SFBearCop wrote:
I can think of a number of reasons, none of them noble, why someone would fabricate a DGU, starting with giving the pollster what they thought was wanted. People do it all the time, so a friend in the public-opinion-counting game told me thirty or more years ago.
John Briggs writes:
This would account for some false positives in the DGU surveys. It would also be present, presumably, in NCVS responses. The question is why are the response rates so different?
The DGU question appears quite early in Kleck`s survey. It's not hard for a person to guess that it is the important question and give the interviewer what they think the interviewer wants. With the NCVS it occurs after many other questions and without the clue of mentioning a gun in the question.
Does the relative lack of interest the NCVS shows in defensive behavior in general prompt false negatives and false silences that affect its reported DGU rates?
Quite possibly. But a false positive rate of 2% gives you two million bogus DGUs, while a false negative rate as high as 50% means you only underestimate by a factor of two.
SFBearCop wrote:
Follow that with the need to seem more important than you are. It's called bragging. Most men, and a few women, don't like to be thought lacking in the right stuff. Of course they used a gun to deal with some humna varmint. It's in the traditions of our nation, of western history, of all we hold sacred!
John Briggs writes:
Certainly a factor. But would it not be more manly to use one's bare hands?

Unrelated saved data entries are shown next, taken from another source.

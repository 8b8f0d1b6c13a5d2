mod common;

use std::path::Path;
use std::sync::Arc;
use std::sync::atomic::{AtomicUsize, Ordering};

use hamlet_core::{BotIdentity, GatewayEvent, triggers};
use hamlet_framework::{
    BindingMode, EventArgs, EventBus, EventDispatcher, EventManifest, EventUnit, ManifestDir,
    StaticSource, event_service,
};
use parking_lot::Mutex;

fn ready_event() -> GatewayEvent {
    GatewayEvent::Ready(BotIdentity {
        id: common::BOT_ID,
        tag: "hamlet#0420".into(),
    })
}

fn args() -> EventArgs {
    EventArgs::new(common::app(Default::default()), ready_event())
}

fn counting(name: &str, once: bool, counter: &Arc<AtomicUsize>) -> EventUnit {
    let counter = Arc::clone(counter);
    EventUnit {
        name: Some(name.to_owned()),
        once,
        execute: Some(event_service(move |_| {
            let c = Arc::clone(&counter);
            async move {
                c.fetch_add(1, Ordering::SeqCst);
                Ok(())
            }
        })),
        ..EventUnit::default()
    }
}

fn recording(name: &str, label: &'static str, log: &Arc<Mutex<Vec<&'static str>>>) -> EventUnit {
    let log = Arc::clone(log);
    EventUnit {
        name: Some(name.to_owned()),
        once: false,
        execute: Some(event_service(move |_| {
            let log = Arc::clone(&log);
            async move {
                log.lock().push(label);
                Ok(())
            }
        })),
        ..EventUnit::default()
    }
}

fn dispatcher() -> EventDispatcher {
    EventDispatcher::new(Arc::new(EventBus::new()))
}

#[tokio::test]
async fn test_unbound_trigger_is_noop() {
    let dispatcher = dispatcher();
    let report = dispatcher.dispatch("nobody-listens", args()).await;
    assert_eq!(report.invoked(), 0);
}

#[tokio::test]
async fn test_repeating_fires_every_time() {
    let counter = Arc::new(AtomicUsize::new(0));
    let c = Arc::clone(&counter);
    let source = StaticSource::new("test").with("t::tick", move || counting("tick", false, &c));

    let dispatcher = dispatcher();
    dispatcher.register_all(&source).await;
    for _ in 0..3 {
        dispatcher.dispatch("tick", args()).await;
    }
    assert_eq!(counter.load(Ordering::SeqCst), 3);
    assert_eq!(dispatcher.bus().binding_count("tick"), 1);
}

#[tokio::test]
async fn test_once_fires_at_most_once() {
    let counter = Arc::new(AtomicUsize::new(0));
    let c = Arc::clone(&counter);
    let source = StaticSource::new("test").with("t::boot", move || counting("boot", true, &c));

    let dispatcher = dispatcher();
    dispatcher.register_all(&source).await;
    assert_eq!(dispatcher.bus().binding_count("boot"), 1);

    let first = dispatcher.dispatch("boot", args()).await;
    let second = dispatcher.dispatch("boot", args()).await;
    assert_eq!(first.completed, 1);
    assert_eq!(second.invoked(), 0);
    assert_eq!(counter.load(Ordering::SeqCst), 1);
    assert!(dispatcher.bus().triggers().is_empty());
}

#[tokio::test]
async fn test_once_removed_even_when_handler_fails() {
    let bus = EventBus::new();
    bus.bind(
        "boot",
        hamlet_framework::EventBinding {
            mode: BindingMode::Once,
            handler: event_service(|_| async { Err("boom".into()) }),
            origin: "t::boot".into(),
        },
    );

    let report = bus.dispatch("boot", args()).await;
    assert_eq!(report.failed, 1);
    assert_eq!(bus.binding_count("boot"), 0);
}

#[tokio::test]
async fn test_once_concurrent_dispatch() {
    let counter = Arc::new(AtomicUsize::new(0));
    let c = Arc::clone(&counter);
    let source = StaticSource::new("test").with("t::boot", move || counting("boot", true, &c));

    let dispatcher = dispatcher();
    dispatcher.register_all(&source).await;

    let (a, b) = tokio::join!(
        dispatcher.dispatch("boot", args()),
        dispatcher.dispatch("boot", args())
    );
    assert_eq!(a.invoked() + b.invoked(), 1);
    assert_eq!(counter.load(Ordering::SeqCst), 1);
}

#[tokio::test]
async fn test_handlers_run_in_registration_order() {
    let log = Arc::new(Mutex::new(Vec::new()));
    let (l1, l2, l3) = (Arc::clone(&log), Arc::clone(&log), Arc::clone(&log));
    let source = StaticSource::new("test")
        .with("t::a", move || recording("go", "a", &l1))
        .with("t::b", move || recording("go", "b", &l2))
        .with("t::c", move || recording("go", "c", &l3));

    let dispatcher = dispatcher();
    dispatcher.register_all(&source).await;
    dispatcher.dispatch("go", args()).await;
    assert_eq!(*log.lock(), ["a", "b", "c"]);
}

#[tokio::test]
async fn test_failing_handler_does_not_stop_others() {
    let counter = Arc::new(AtomicUsize::new(0));
    let c = Arc::clone(&counter);
    let source = StaticSource::new("test")
        .with("t::bad", || EventUnit {
            name: Some("go".into()),
            execute: Some(event_service(|_| async { Err("bad handler".into()) })),
            ..EventUnit::default()
        })
        .with("t::good", move || counting("go", false, &c));

    let dispatcher = dispatcher();
    dispatcher.register_all(&source).await;
    let report = dispatcher.dispatch("go", args()).await;
    assert_eq!(report.failed, 1);
    assert_eq!(report.completed, 1);
    assert_eq!(counter.load(Ordering::SeqCst), 1);
}

#[tokio::test]
async fn test_invalid_event_plugins_skipped() {
    let counter = Arc::new(AtomicUsize::new(0));
    let c = Arc::clone(&counter);
    let source = StaticSource::new("test")
        .with("t::nameless", || EventUnit {
            execute: Some(event_service(|_| async { Ok(()) })),
            ..EventUnit::default()
        })
        .with("t::inert", || EventUnit {
            name: Some("go".into()),
            ..EventUnit::default()
        })
        .with("t::ok", move || counting("go", false, &c));

    let dispatcher = dispatcher();
    let report = dispatcher.register_all(&source).await;
    assert_eq!(report.loaded, 1);
    assert_eq!(report.skipped, 2);
    assert_eq!(dispatcher.bus().binding_count("go"), 1);
}

async fn write(dir: &Path, name: &str, body: &str) {
    tokio::fs::write(dir.join(name), body).await.unwrap();
}

#[tokio::test]
async fn test_manifest_events() {
    let tmp = tempfile::tempdir().unwrap();
    write(
        tmp.path(),
        "boot.toml",
        "name = \"ready\"\nonce = true\n[execute]\nlog = \"up\"\n",
    )
    .await;
    write(
        tmp.path(),
        "chatter.toml",
        "name = \"messageCreate\"\n[execute]\nlog = \"seen\"\n",
    )
    .await;
    write(tmp.path(), "broken.toml", "name = \n").await;

    let dispatcher = dispatcher();
    let report = dispatcher
        .register_all(&ManifestDir::<EventManifest>::new(tmp.path()))
        .await;
    assert_eq!(report.loaded, 2);
    assert_eq!(
        dispatcher.bus().triggers(),
        [triggers::MESSAGE_CREATE, triggers::READY]
    );

    dispatcher.dispatch(triggers::READY, args()).await;
    assert_eq!(dispatcher.bus().binding_count(triggers::READY), 0);
}

#[tokio::test]
async fn test_missing_event_directory_binds_nothing() {
    let tmp = tempfile::tempdir().unwrap();
    let dispatcher = dispatcher();
    let report = dispatcher
        .register_all(&ManifestDir::<EventManifest>::new(tmp.path().join("nope")))
        .await;
    assert_eq!(report.loaded, 0);
    assert!(dispatcher.bus().triggers().is_empty());
}
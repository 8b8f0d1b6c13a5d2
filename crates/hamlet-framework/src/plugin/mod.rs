//! Plugin discovery and loading.
//!
//! A plugin is a named unit with an execute handler. Plugins come from
//! [`PluginSource`]s, which are read in three steps:
//!
//! 1. **discover**: list candidates in a stable order;
//! 2. **materialize**: turn one candidate into a raw unit;
//! 3. **validate**: check the unit has a name and a handler.
//!
//! A failure in step 1 empties the source. A failure in step 2 or 3 skips the
//! one candidate and loading continues. Every step is logged.
//!
//! Two sources ship with the framework:
//!
//! - [`StaticSource`] reads handlers compiled into the binary with the
//!   `#[command]` and `#[event]` attributes;
//! - [`ManifestDir`] reads TOML manifests from a directory.

mod manifest;
mod registry;
mod source;

use std::fmt;
use std::path::PathBuf;

use async_trait::async_trait;
use tracing::{debug, error, info, warn};

use crate::error::{DiscoveryError, LoadError, ValidationError};

pub use manifest::{
    CommandManifest, EventManifest, LogAction, Manifest, ManifestData, ManifestDir, ReplyAction,
};
pub use registry::{CommandTable, DuplicatePolicy, LoadReport, PluginRegistry};
pub use source::{COMMANDS, CommandRegistration, EVENTS, EventRegistration, StaticSource};

// ─── Candidates ───────────────────────────────────────────────────────────────

/// Where a candidate can be found inside its source.
#[derive(Debug, Clone, PartialEq, Eq)]
pub enum Locator {
    /// A file on disk.
    Path(PathBuf),
    /// An entry in an in-memory table.
    Index(usize),
}

/// One discovered, not yet loaded plugin.
#[derive(Debug, Clone, PartialEq, Eq)]
pub struct PluginCandidate {
    /// Human-readable origin, used in every log line about this candidate.
    pub origin: String,
    /// How the source finds the candidate again.
    pub locator: Locator,
}

impl fmt::Display for PluginCandidate {
    fn fmt(&self, f: &mut fmt::Formatter<'_>) -> fmt::Result {
        f.write_str(&self.origin)
    }
}

// ─── Traits ───────────────────────────────────────────────────────────────────

/// Checks that a raw unit has the shape of a plugin.
pub trait Validate: Sized {
    /// The validated form.
    type Descriptor;

    /// Validates the unit loaded from `candidate`.
    fn validate(self, candidate: &PluginCandidate) -> Result<Self::Descriptor, ValidationError>;
}

/// A place plugins are loaded from.
#[async_trait]
pub trait PluginSource: Send + Sync {
    /// The raw unit a candidate materializes into.
    type Unit: Validate + Send;

    /// Describes the source for logs.
    fn location(&self) -> String;

    /// Lists candidates in a deterministic order.
    async fn discover(&self) -> Result<Vec<PluginCandidate>, DiscoveryError>;

    /// Loads one candidate.
    async fn materialize(&self, candidate: &PluginCandidate) -> Result<Self::Unit, LoadError>;
}

// ─── Loading ──────────────────────────────────────────────────────────────────

/// Reads every valid plugin from `source`, in enumeration order.
///
/// Returns each descriptor together with its candidate plus the number of
/// candidates that were skipped.
pub async fn collect<S>(
    source: &S,
) -> (
    Vec<(PluginCandidate, <S::Unit as Validate>::Descriptor)>,
    LoadReport,
)
where
    S: PluginSource + ?Sized,
{
    let location = source.location();
    info!(%location, "Loading plugins");

    let candidates = match source.discover().await {
        Ok(candidates) => candidates,
        Err(e) => {
            error!(%location, error = %e, "Failed to enumerate plugin source");
            return (Vec::new(), LoadReport::default());
        }
    };

    let mut report = LoadReport {
        discovered: candidates.len(),
        ..LoadReport::default()
    };
    let mut loaded = Vec::with_capacity(candidates.len());

    for candidate in candidates {
        debug!(%location, candidate = %candidate, "Found plugin candidate");

        let unit = match source.materialize(&candidate).await {
            Ok(unit) => unit,
            Err(e) => {
                error!(candidate = %candidate, error = %e, "Failed to load plugin, skipping");
                report.skipped += 1;
                continue;
            }
        };

        match unit.validate(&candidate) {
            Ok(descriptor) => loaded.push((candidate, descriptor)),
            Err(e) => {
                warn!(candidate = %candidate, error = %e, "Plugin is missing a required property, skipping");
                report.skipped += 1;
            }
        }
    }

    report.loaded = loaded.len();
    (loaded, report)
}

fn non_empty(name: Option<String>) -> Option<String> {
    name.filter(|n| !n.trim().is_empty())
}

pub(crate) fn require_name(
    name: Option<String>,
    candidate: &PluginCandidate,
) -> Result<String, ValidationError> {
    non_empty(name).ok_or_else(|| ValidationError::MissingName {
        candidate: candidate.origin.clone(),
    })
}

pub(crate) fn require_handler<H>(
    handler: Option<H>,
    candidate: &PluginCandidate,
) -> Result<H, ValidationError> {
    handler.ok_or_else(|| ValidationError::MissingHandler {
        candidate: candidate.origin.clone(),
    })
}
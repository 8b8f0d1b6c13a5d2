//! # Hamlet Adapter for Discord
//!
//! Connects the Hamlet runtime to the Discord gateway through `serenity`.
//!
//! ## Overview
//!
//! The adapter logs in with a bot token, subscribes to guild and direct
//! messages, and turns three gateway events into [`GatewayEvent`]s:
//!
//! | Discord event | Hamlet event |
//! |---------------|--------------|
//! | `READY` | [`GatewayEvent::Ready`] |
//! | `INTERACTION_CREATE` (slash commands) | [`GatewayEvent::InteractionCreate`] |
//! | `MESSAGE_CREATE` | [`GatewayEvent::MessageCreate`] |
//!
//! On ready it can also publish the loaded slash commands globally.
//!
//! ## Quick Start
//!
//! ```rust,ignore
//! use hamlet_adapter_discord::{DiscordAdapter, DiscordOptions};
//!
//! let adapter = DiscordAdapter::new(token, DiscordOptions::default());
//! let runtime = HamletRuntime::builder()
//!     .platform(Arc::new(adapter))
//!     // ...
//!     .build()?;
//! ```
//!
//! [`GatewayEvent`]: hamlet_core::GatewayEvent
//! [`GatewayEvent::Ready`]: hamlet_core::GatewayEvent::Ready
//! [`GatewayEvent::InteractionCreate`]: hamlet_core::GatewayEvent::InteractionCreate
//! [`GatewayEvent::MessageCreate`]: hamlet_core::GatewayEvent::MessageCreate

mod adapter;
mod config;
mod handler;
mod interaction;
mod message;

pub use adapter::DiscordAdapter;
pub use config::DiscordOptions;
pub use interaction::DiscordInteraction;
pub use message::DiscordMessage;
//! Event handlers every bot has.

use std::future::Future;
use std::sync::Arc;

use hamlet_core::{GatewayEvent, triggers};
use tracing::info;

use crate::command;
use crate::event::{EventArgs, EventUnit};
use crate::handler::{self, HandlerResult};
use crate::plugin::StaticSource;
use crate::responder;

/// Binds `ready`, `interactionCreate` and `messageCreate` to the framework's
/// own handlers. All three repeat.
pub fn builtin_events() -> StaticSource<EventUnit> {
    StaticSource::new("built-in events")
        .with("hamlet_framework::builtin::ready", || unit(triggers::READY, on_ready))
        .with("hamlet_framework::builtin::interaction_create", || {
            unit(triggers::INTERACTION_CREATE, on_interaction)
        })
        .with("hamlet_framework::builtin::message_create", || {
            unit(triggers::MESSAGE_CREATE, on_message)
        })
}

fn unit<F, Fut>(trigger: &str, f: F) -> EventUnit
where
    F: Fn(EventArgs) -> Fut + Clone + Send + Sync + 'static,
    Fut: Future<Output = HandlerResult> + Send + 'static,
{
    EventUnit {
        name: Some(trigger.to_owned()),
        once: false,
        execute: Some(handler::event_service(f)),
        ..EventUnit::default()
    }
}

async fn on_ready(args: EventArgs) -> HandlerResult {
    if let GatewayEvent::Ready(identity) = args.event {
        info!("Logged in as {}!", identity.tag);
        args.app.set_identity(identity);
    }
    Ok(())
}

async fn on_interaction(args: EventArgs) -> HandlerResult {
    if let GatewayEvent::InteractionCreate(interaction) = args.event {
        command::handle_interaction(&args.app, interaction).await;
    }
    Ok(())
}

async fn on_message(args: EventArgs) -> HandlerResult {
    if let GatewayEvent::MessageCreate(message) = args.event {
        responder::handle_message(&args.app, Arc::as_ref(&message)).await;
    }
    Ok(())
}
use hamlet_core::CompletionError;
use thiserror::Error;

/// Failures talking to the completion endpoint.
#[derive(Error, Debug)]
pub enum OpenAiError {
    #[error("HTTP error: {0}")]
    Http(#[from] reqwest::Error),

    #[error("HTTP {status}: {body}")]
    Status { status: u16, body: String },

    #[error("response has no message content")]
    EmptyResponse,
}

pub type OpenAiResult<T> = Result<T, OpenAiError>;

impl From<OpenAiError> for CompletionError {
    fn from(err: OpenAiError) -> Self {
        match err {
            OpenAiError::Http(e) if e.is_timeout() => CompletionError::Timeout,
            OpenAiError::Http(e) => CompletionError::Request(e.to_string()),
            OpenAiError::Status { status, body } => CompletionError::Status { status, body },
            OpenAiError::EmptyResponse => CompletionError::EmptyResponse,
        }
    }
}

Perhaps. But the structure of Kleck's survey doesn't give you that option. If you want to brag to Kleck's surveyor, you have to make up a DGU.
What we don't know is the degree of bragging. Why don't respondents brag to NCVS interviewers to the same degree?
If you want to brag how you thwarted a crime to the NCVS you don't have to claim you used a gun. You can be more manly and say that you used your bare hands ;-) Also, the NCVS interviews the same household every six months over a three year period. The first interview turns up about 50% more crime than subsequent ones. THe NCVS believes this is caused by "telescoping" and discards the first interview. Some of the difference may be caused by braggers who give up bragging when they find that it doesn't impress the NCVS interviewer.
Another reason why people might lie:
The respondent could be afraid that the interviewer is really a criminal "casing the joint", so she makes a DGU to make it clear that she has a gun and is prepared to use it against any criminal that breaks in.